● Supplied data
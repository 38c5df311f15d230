use sea_orm::{entity::prelude::*, DatabaseConnection};
use serde::{Deserialize, Serialize};

use crate::errors;
use crate::user;

#[derive(Clone, Debug, PartialEq, Eq, DeriveEntityModel, Serialize, Deserialize)]
#[sea_orm(table_name = "items")]
pub struct Model {
    #[sea_orm(primary_key)]
    pub id: i64,
    pub name: String,
    pub description: String,
    pub available: bool,
    pub owner_id: i64,
    pub request_id: Option<i64>,
}

#[derive(Copy, Clone, Debug, EnumIter)]
pub enum Relation {
    Owner,
}

impl RelationTrait for Relation {
    fn def(&self) -> RelationDef {
        match self {
            Relation::Owner => Entity::belongs_to(user::Entity)
                .from(Column::OwnerId)
                .to(user::Column::Id)
                .into(),
        }
    }
}

impl Related<user::Entity> for Entity {
    fn to() -> RelationDef {
        Relation::Owner.def()
    }
}

impl ActiveModelBehavior for ActiveModel {}

pub async fn find_by_id(db: &DatabaseConnection, id: i64) -> Result<Option<Model>, errors::ModelError> {
    Entity::find_by_id(id)
        .one(db)
        .await
        .map_err(|e| errors::ModelError::Db(e.to_string()))
}
//! Create `bookings` table with FKs to `items` and `users`.
//!
//! Status is persisted by name (WAITING/APPROVED/REJECTED).
use sea_orm_migration::{prelude::*, schema::*};

#[derive(DeriveMigrationName)]
pub struct Migration;

#[async_trait::async_trait]
impl MigrationTrait for Migration {
    async fn up(&self, manager: &SchemaManager) -> Result<(), DbErr> {
        manager
            .create_table(
                Table::create()
                    .table(Bookings::Table)
                    .if_not_exists()
                    .col(
                        ColumnDef::new(Bookings::Id)
                            .big_integer()
                            .not_null()
                            .auto_increment()
                            .primary_key(),
                    )
                    .col(big_integer(Bookings::ItemId).not_null())
                    .col(big_integer(Bookings::BookerId).not_null())
                    .col(timestamp_with_time_zone(Bookings::StartDate).not_null())
                    .col(timestamp_with_time_zone(Bookings::EndDate).not_null())
                    .col(string_len(Bookings::Status, 16).not_null())
                    .foreign_key(
                        ForeignKey::create()
                            .name("fk_booking_item")
                            .from(Bookings::Table, Bookings::ItemId)
                            .to(Items::Table, Items::Id)
                            .on_delete(ForeignKeyAction::Cascade)
                            .on_update(ForeignKeyAction::Cascade),
                    )
                    .foreign_key(
                        ForeignKey::create()
                            .name("fk_booking_booker")
                            .from(Bookings::Table, Bookings::BookerId)
                            .to(Users::Table, Users::Id)
                            .on_delete(ForeignKeyAction::Cascade)
                            .on_update(ForeignKeyAction::Cascade),
                    )
                    .to_owned(),
            )
            .await
    }

    async fn down(&self, manager: &SchemaManager) -> Result<(), DbErr> {
        manager
            .drop_table(Table::drop().table(Bookings::Table).to_owned())
            .await
    }
}

#[derive(DeriveIden)]
enum Bookings { Table, Id, ItemId, BookerId, StartDate, EndDate, Status }

#[derive(DeriveIden)]
enum Items { Table, Id }

#[derive(DeriveIden)]
enum Users { Table, Id }
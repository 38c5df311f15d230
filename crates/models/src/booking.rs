use chrono::{DateTime, Utc};
use sea_orm::{entity::prelude::*, DatabaseConnection, Set};
use serde::{Deserialize, Serialize};

use crate::errors;
use crate::item;
use crate::user;

#[derive(Clone, Debug, PartialEq, Eq, DeriveEntityModel, Serialize, Deserialize)]
#[sea_orm(table_name = "bookings")]
pub struct Model {
    #[sea_orm(primary_key)]
    pub id: i64,
    pub item_id: i64,
    pub booker_id: i64,
    pub start_date: DateTimeWithTimeZone,
    pub end_date: DateTimeWithTimeZone,
    pub status: String,
}

#[derive(Copy, Clone, Debug, EnumIter)]
pub enum Relation {
    Item,
    Booker,
}

impl RelationTrait for Relation {
    fn def(&self) -> RelationDef {
        match self {
            Relation::Item => Entity::belongs_to(item::Entity)
                .from(Column::ItemId)
                .to(item::Column::Id)
                .into(),
            Relation::Booker => Entity::belongs_to(user::Entity)
                .from(Column::BookerId)
                .to(user::Column::Id)
                .into(),
        }
    }
}

impl ActiveModelBehavior for ActiveModel {}

pub async fn create(
    db: &DatabaseConnection,
    item_id: i64,
    booker_id: i64,
    start: DateTime<Utc>,
    end: DateTime<Utc>,
    status: &str,
) -> Result<Model, errors::ModelError> {
    if start >= end {
        return Err(errors::ModelError::Validation("start must precede end".into()));
    }
    let am = ActiveModel {
        item_id: Set(item_id),
        booker_id: Set(booker_id),
        start_date: Set(start.into()),
        end_date: Set(end.into()),
        status: Set(status.to_string()),
        ..Default::default()
    };
    am.insert(db).await.map_err(|e| errors::ModelError::Db(e.to_string()))
}

pub async fn find_by_id(db: &DatabaseConnection, id: i64) -> Result<Option<Model>, errors::ModelError> {
    Entity::find_by_id(id)
        .one(db)
        .await
        .map_err(|e| errors::ModelError::Db(e.to_string()))
}

pub async fn set_status(db: &DatabaseConnection, id: i64, status: &str) -> Result<Model, errors::ModelError> {
    let mut found: ActiveModel = Entity::find_by_id(id)
        .one(db)
        .await
        .map_err(|e| errors::ModelError::Db(e.to_string()))?
        .ok_or_else(|| errors::ModelError::Validation("booking not found".into()))?
        .into();
    found.status = Set(status.to_string());
    found
        .update(db)
        .await
        .map_err(|e| errors::ModelError::Db(e.to_string()))
}
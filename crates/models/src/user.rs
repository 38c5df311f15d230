use sea_orm::{entity::prelude::*, DatabaseConnection, PaginatorTrait};
use serde::{Deserialize, Serialize};

use crate::errors;
use crate::item;

#[derive(Clone, Debug, PartialEq, Eq, DeriveEntityModel, Serialize, Deserialize)]
#[sea_orm(table_name = "users")]
pub struct Model {
    #[sea_orm(primary_key)]
    pub id: i64,
    pub email: String,
    pub name: String,
}

#[derive(Copy, Clone, Debug, EnumIter)]
pub enum Relation {
    Items,
}

impl RelationTrait for Relation {
    fn def(&self) -> RelationDef {
        match self {
            Relation::Items => Entity::has_many(item::Entity).into(),
        }
    }
}

impl ActiveModelBehavior for ActiveModel {}

pub async fn find_by_id(db: &DatabaseConnection, id: i64) -> Result<Option<Model>, errors::ModelError> {
    Entity::find_by_id(id)
        .one(db)
        .await
        .map_err(|e| errors::ModelError::Db(e.to_string()))
}

pub async fn exists(db: &DatabaseConnection, id: i64) -> Result<bool, errors::ModelError> {
    let count = Entity::find_by_id(id)
        .count(db)
        .await
        .map_err(|e| errors::ModelError::Db(e.to_string()))?;
    Ok(count > 0)
}
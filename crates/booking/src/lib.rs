//! Booking lifecycle core for the item-sharing service.
//! - State machine and authorization for approving/rejecting bookings.
//! - Temporal bucket queries (ALL/CURRENT/FUTURE/PAST/WAITING/REJECTED).
//! - Repository abstraction with an in-memory mock and a sea-orm backend.

pub mod domain;
pub mod errors;
pub mod pagination;
pub mod repo;
pub mod repository;
pub mod service;

pub use errors::BookingError;
pub use service::BookingService;
//! Create `users` table.
//!
//! Sharers and bookers alike; email is the unique login handle.
use sea_orm_migration::{prelude::*, schema::*};

#[derive(DeriveMigrationName)]
pub struct Migration;

#[async_trait::async_trait]
impl MigrationTrait for Migration {
    async fn up(&self, manager: &SchemaManager) -> Result<(), DbErr> {
        manager
            .create_table(
                Table::create()
                    .table(Users::Table)
                    .if_not_exists()
                    .col(
                        ColumnDef::new(Users::Id)
                            .big_integer()
                            .not_null()
                            .auto_increment()
                            .primary_key(),
                    )
                    .col(string_len(Users::Email, 255).unique_key().not_null())
                    .col(string_len(Users::Name, 128).not_null())
                    .to_owned(),
            )
            .await
    }

    async fn down(&self, manager: &SchemaManager) -> Result<(), DbErr> {
        manager
            .drop_table(Table::drop().table(Users::Table).to_owned())
            .await
    }
}

#[derive(DeriveIden)]
enum Users { Table, Id, Email, Name }
//! Free-list bins.
//!
//! Each bin holds the free chunks of one exact unit size as a circular
//! doubly-linked list threaded through the chunks' own payload bytes. The list
//! head is always the lowest-addressed member and the members ascend from
//! there, so walking `forward` from the head visits free chunks in address
//! order.
//!
//! Two layouts exist:
//! - [`BinLayout::Segregated`]: [`SMALL_BIN_COUNT`] size classes of one unit
//!   each, covering unit sizes `UNIT..=MAX_BIN_UNIT_SIZE`. Larger free chunks
//!   stay unlinked.
//! - [`BinLayout::Unified`]: a single address-ordered list holding every free
//!   chunk regardless of size (used by next-fit).

use thiserror::Error;

use super::chunk::{Arena, ChunkError, UNIT};

/// Number of discretely tracked size classes.
pub const SMALL_BIN_COUNT: usize = 64;

/// Largest unit size a segregated bin tracks.
pub const MAX_BIN_UNIT_SIZE: usize = SMALL_BIN_COUNT * UNIT;

/// Bin accessor misuse or a failed chunk access while walking a list.
#[derive(Debug, Clone, PartialEq, Eq, Error)]
pub enum BinError {
    #[error("chunk size {unit_size} is out of supported size ({min} - {max})")]
    UnsupportedSize {
        unit_size: usize,
        min: usize,
        max: usize,
    },
    #[error(transparent)]
    Chunk(#[from] ChunkError),
}

#[derive(Debug, Clone, Copy, PartialEq, Eq)]
pub enum BinLayout {
    Segregated,
    Unified,
}

/// Free-chunk count of one size class.
#[derive(Debug, Clone, Copy, PartialEq, Eq)]
pub struct BinOccupancy {
    /// 1-based class number (`unit_size / UNIT`).
    pub class: usize,
    pub unit_size: usize,
    pub free_chunks: usize,
}

impl BinOccupancy {
    /// Human-readable class label, e.g. `bin3`.
    #[must_use]
    pub fn label(&self) -> String {
        format!("bin{}", self.class)
    }
}

#[derive(Debug, Clone)]
pub struct BinCollection {
    layout: BinLayout,
    heads: Vec<Option<usize>>,
}

impl BinCollection {
    #[must_use]
    pub fn new(layout: BinLayout) -> Self {
        let slots = match layout {
            BinLayout::Segregated => SMALL_BIN_COUNT,
            BinLayout::Unified => 1,
        };
        Self {
            layout,
            heads: vec![None; slots],
        }
    }

    #[must_use]
    pub fn layout(&self) -> BinLayout {
        self.layout
    }

    /// Whether chunks of `unit_size` are tracked by a bin. Never fails.
    #[must_use]
    pub fn is_supported(&self, unit_size: usize) -> bool {
        self.slot(unit_size).is_some()
    }

    /// Head of the bin for `unit_size`.
    pub fn head(&self, unit_size: usize) -> Result<Option<usize>, BinError> {
        Ok(self.heads[self.checked_slot(unit_size)?])
    }

    pub fn set_head(&mut self, unit_size: usize, head: Option<usize>) -> Result<(), BinError> {
        let slot = self.checked_slot(unit_size)?;
        self.heads[slot] = head;
        Ok(())
    }

    /// Heads in ascending class order, empty bins included.
    pub fn heads(&self) -> impl DoubleEndedIterator<Item = Option<usize>> + '_ {
        self.heads.iter().copied()
    }

    /// Class slot of `unit_size` (0-based), `None` when the size is untracked.
    #[must_use]
    pub fn class_slot(&self, unit_size: usize) -> Option<usize> {
        self.slot(unit_size)
    }

    /// Number of free chunks of exactly `unit_size` held by the bins.
    ///
    /// For the unified layout the single list is walked and only members of
    /// that unit size are counted.
    pub fn count_free(&self, unit_size: usize, arena: &Arena) -> Result<usize, BinError> {
        let Some(head) = self.head(unit_size)? else {
            return Ok(0);
        };
        let matches = |index: usize| -> Result<bool, BinError> {
            Ok(match self.layout {
                BinLayout::Segregated => true,
                BinLayout::Unified => arena.unit_size(index)? == unit_size,
            })
        };

        let mut count = usize::from(matches(head)?);
        let mut index = arena.forward_free_index(head)?;
        while index != head {
            count += usize::from(matches(index)?);
            index = arena.forward_free_index(index)?;
        }
        Ok(count)
    }

    /// Non-empty classes in ascending order.
    pub fn occupancy(&self, arena: &Arena) -> Result<Vec<BinOccupancy>, BinError> {
        let mut out = Vec::new();
        for class in 1..=SMALL_BIN_COUNT {
            let unit_size = class * UNIT;
            let free_chunks = self.count_free(unit_size, arena)?;
            if free_chunks > 0 {
                out.push(BinOccupancy {
                    class,
                    unit_size,
                    free_chunks,
                });
            }
        }
        Ok(out)
    }

    /// Links the free chunk at `index` into its bin, keeping address order.
    ///
    /// Returns `false` when `unit_size` is untracked and the chunk stays unlinked.
    pub fn link(
        &mut self,
        arena: &mut Arena,
        index: usize,
        unit_size: usize,
    ) -> Result<bool, BinError> {
        let Some(slot) = self.slot(unit_size) else {
            return Ok(false);
        };

        let Some(head) = self.heads[slot] else {
            arena.set_forward_free_index(index, index)?;
            arena.set_backward_free_index(index, index)?;
            self.heads[slot] = Some(index);
            return Ok(true);
        };

        let tail = arena.backward_free_index(head)?;
        let next = if index < head || index > tail {
            // Either end of the ring: splice between tail and head.
            head
        } else if index - head <= tail - index {
            let mut at = arena.forward_free_index(head)?;
            while at < index {
                at = arena.forward_free_index(at)?;
            }
            at
        } else {
            let mut at = tail;
            while at > index {
                at = arena.backward_free_index(at)?;
            }
            arena.forward_free_index(at)?
        };
        let prev = arena.backward_free_index(next)?;

        arena.set_forward_free_index(prev, index)?;
        arena.set_backward_free_index(next, index)?;
        arena.set_backward_free_index(index, prev)?;
        arena.set_forward_free_index(index, next)?;

        if index < head {
            self.heads[slot] = Some(index);
        }
        Ok(true)
    }

    /// Unlinks the chunk at `index` from the bin it was linked into as `unit_size`.
    pub fn unlink(
        &mut self,
        arena: &mut Arena,
        index: usize,
        unit_size: usize,
    ) -> Result<(), BinError> {
        let Some(slot) = self.slot(unit_size) else {
            return Ok(());
        };

        let prev = arena.backward_free_index(index)?;
        if prev == index {
            if self.heads[slot] == Some(index) {
                self.heads[slot] = None;
            }
            return Ok(());
        }

        let next = arena.forward_free_index(index)?;
        if self.heads[slot] == Some(index) {
            self.heads[slot] = Some(next);
        }
        arena.set_forward_free_index(prev, next)?;
        arena.set_backward_free_index(next, prev)?;
        Ok(())
    }

    /// Members of the bin for `unit_size`, walked forward from the head.
    pub fn members(&self, unit_size: usize, arena: &Arena) -> Result<Vec<usize>, BinError> {
        let mut out = Vec::new();
        let Some(head) = self.head(unit_size)? else {
            return Ok(out);
        };
        out.push(head);
        let mut index = arena.forward_free_index(head)?;
        while index != head {
            out.push(index);
            index = arena.forward_free_index(index)?;
        }
        Ok(out)
    }

    fn slot(&self, unit_size: usize) -> Option<usize> {
        match self.layout {
            BinLayout::Segregated => (unit_size / UNIT)
                .checked_sub(1)
                .filter(|slot| *slot < SMALL_BIN_COUNT),
            BinLayout::Unified => Some(0),
        }
    }

    fn checked_slot(&self, unit_size: usize) -> Result<usize, BinError> {
        self.slot(unit_size).ok_or(BinError::UnsupportedSize {
            unit_size,
            min: UNIT,
            max: MAX_BIN_UNIT_SIZE,
        })
    }
}
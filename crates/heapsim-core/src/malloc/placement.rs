//! Placement strategies.
//!
//! A strategy picks a free chunk able to hold a request, or reports none so
//! the heap falls back to bump allocation. The segregated strategies only look
//! at bin heads; next-fit walks physical memory and a single unified list.

use std::fmt;

use super::bins::{BinCollection, BinError, BinLayout};
use super::chunk::Arena;

/// Placement policy selected for a heap.
#[derive(Debug, Default, Clone, Copy, PartialEq, Eq, Hash)]
pub enum Strategy {
    /// Smallest non-empty class at or above the request.
    #[default]
    FirstFit,
    /// Resumes from the chunk it handed out last.
    NextFit,
    /// First non-empty qualifying class scanning up from the smallest class.
    BestFit,
    /// Largest non-empty class, if it can hold the request.
    WorstFit,
}

impl Strategy {
    pub const ALL: [Strategy; 4] = [
        Strategy::FirstFit,
        Strategy::NextFit,
        Strategy::BestFit,
        Strategy::WorstFit,
    ];

    /// Parse from a protocol or config name (case-insensitive, `-`/`_` ignored).
    #[must_use]
    pub fn from_str_loose(s: &str) -> Option<Self> {
        let normalized: String = s
            .chars()
            .filter(|c| *c != '-' && *c != '_')
            .collect::<String>()
            .to_ascii_lowercase();
        match normalized.as_str() {
            "firstfit" | "first" => Some(Self::FirstFit),
            "nextfit" | "next" => Some(Self::NextFit),
            "bestfit" | "best" => Some(Self::BestFit),
            "worstfit" | "worst" => Some(Self::WorstFit),
            _ => None,
        }
    }

    /// Name used by the command protocol (`setBinManager <name>`).
    #[must_use]
    pub const fn protocol_name(self) -> &'static str {
        match self {
            Self::FirstFit => "firstFit",
            Self::NextFit => "nextFit",
            Self::BestFit => "bestFit",
            Self::WorstFit => "worstFit",
        }
    }

    /// Bin layout the strategy searches.
    #[must_use]
    pub const fn bin_layout(self) -> BinLayout {
        match self {
            Self::NextFit => BinLayout::Unified,
            Self::FirstFit | Self::BestFit | Self::WorstFit => BinLayout::Segregated,
        }
    }
}

impl fmt::Display for Strategy {
    fn fmt(&self, f: &mut fmt::Formatter<'_>) -> fmt::Result {
        f.write_str(self.protocol_name())
    }
}

/// Strategy plus whatever search state it carries between calls.
#[derive(Debug, Clone)]
pub enum Placement {
    FirstFit,
    BestFit,
    WorstFit,
    NextFit(NextFitCursor),
}

impl Placement {
    #[must_use]
    pub fn new(strategy: Strategy) -> Self {
        match strategy {
            Strategy::FirstFit => Self::FirstFit,
            Strategy::BestFit => Self::BestFit,
            Strategy::WorstFit => Self::WorstFit,
            Strategy::NextFit => Self::NextFit(NextFitCursor::default()),
        }
    }

    #[must_use]
    pub fn strategy(&self) -> Strategy {
        match self {
            Self::FirstFit => Strategy::FirstFit,
            Self::BestFit => Strategy::BestFit,
            Self::WorstFit => Strategy::WorstFit,
            Self::NextFit(_) => Strategy::NextFit,
        }
    }

    /// Picks a free chunk of at least `unit_size` payload, or `None`.
    pub fn find_candidate(
        &mut self,
        unit_size: usize,
        bins: &BinCollection,
        arena: &Arena,
        top_index: usize,
    ) -> Result<Option<usize>, BinError> {
        match self {
            Self::FirstFit => first_fit(unit_size, bins, arena),
            Self::BestFit => best_fit(unit_size, bins, arena),
            Self::WorstFit => worst_fit(unit_size, bins, arena),
            Self::NextFit(cursor) => cursor.find(unit_size, bins, arena, top_index),
        }
    }
}

fn first_fit(
    unit_size: usize,
    bins: &BinCollection,
    arena: &Arena,
) -> Result<Option<usize>, BinError> {
    let Some(start) = bins.class_slot(unit_size) else {
        return Ok(None);
    };
    for head in bins.heads().skip(start).flatten() {
        if arena.unit_size(head)? >= unit_size {
            return Ok(Some(head));
        }
    }
    Ok(None)
}

// Same answer as first-fit: every class is a single exact size, so the first
// qualifying class scanning up is also the tightest.
fn best_fit(
    unit_size: usize,
    bins: &BinCollection,
    arena: &Arena,
) -> Result<Option<usize>, BinError> {
    for head in bins.heads().flatten() {
        if arena.unit_size(head)? >= unit_size {
            return Ok(Some(head));
        }
    }
    Ok(None)
}

fn worst_fit(
    unit_size: usize,
    bins: &BinCollection,
    arena: &Arena,
) -> Result<Option<usize>, BinError> {
    // Classes only shrink from here, so the first non-empty one decides.
    let Some(head) = bins.heads().rev().flatten().next() else {
        return Ok(None);
    };
    if arena.unit_size(head)? >= unit_size {
        Ok(Some(head))
    } else {
        Ok(None)
    }
}

/// Next-fit search state: the chunk handed out by the previous call.
#[derive(Debug, Clone, Default)]
pub struct NextFitCursor {
    last: Option<usize>,
}

impl NextFitCursor {
    /// Offset of the chunk handed out most recently.
    #[must_use]
    pub fn position(&self) -> Option<usize> {
        self.last
    }

    fn find(
        &mut self,
        unit_size: usize,
        bins: &BinCollection,
        arena: &Arena,
        top_index: usize,
    ) -> Result<Option<usize>, BinError> {
        if top_index == 0 || bins.head(unit_size)?.is_none() {
            return Ok(None);
        }

        let Some(start) = self.recover(arena, top_index)? else {
            return Ok(None);
        };

        let mut index = start;
        loop {
            if arena.unit_size(index)? >= unit_size {
                self.last = Some(index);
                return Ok(Some(index));
            }
            index = arena.forward_free_index(index)?;
            if index == start {
                self.last = Some(start);
                return Ok(None);
            }
        }
    }

    /// First free chunk starting from the one holding the cursor, wrapping once
    /// around the chain.
    fn recover(&self, arena: &Arena, top_index: usize) -> Result<Option<usize>, BinError> {
        let origin = match self.last {
            Some(last) if last < top_index => {
                // Realign to the chunk containing `last`; it may have been
                // absorbed by a free neighbour below it.
                let mut at = 0;
                loop {
                    let next = arena.next_chunk_index(at)?;
                    if next > last {
                        break at;
                    }
                    at = next;
                }
            }
            _ => 0,
        };

        let mut at = origin;
        loop {
            if arena.is_free(at)? {
                return Ok(Some(at));
            }
            at = arena.next_chunk_index(at)?;
            if at >= top_index {
                at = 0;
            }
            if at == origin {
                return Ok(None);
            }
        }
    }
}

● Task brief
Wherever "empty" appears in the listing, report the line it is on.

● Result
    /// Heads in ascending class order, empty bins included.
    /// Non-empty classes in ascending order.
    /// Smallest non-empty class at or above the request.
    /// First non-empty qualifying class scanning up from the smallest class.
    /// Largest non-empty class, if it can hold the request.
    // Classes only shrink from here, so the first non-empty one decides.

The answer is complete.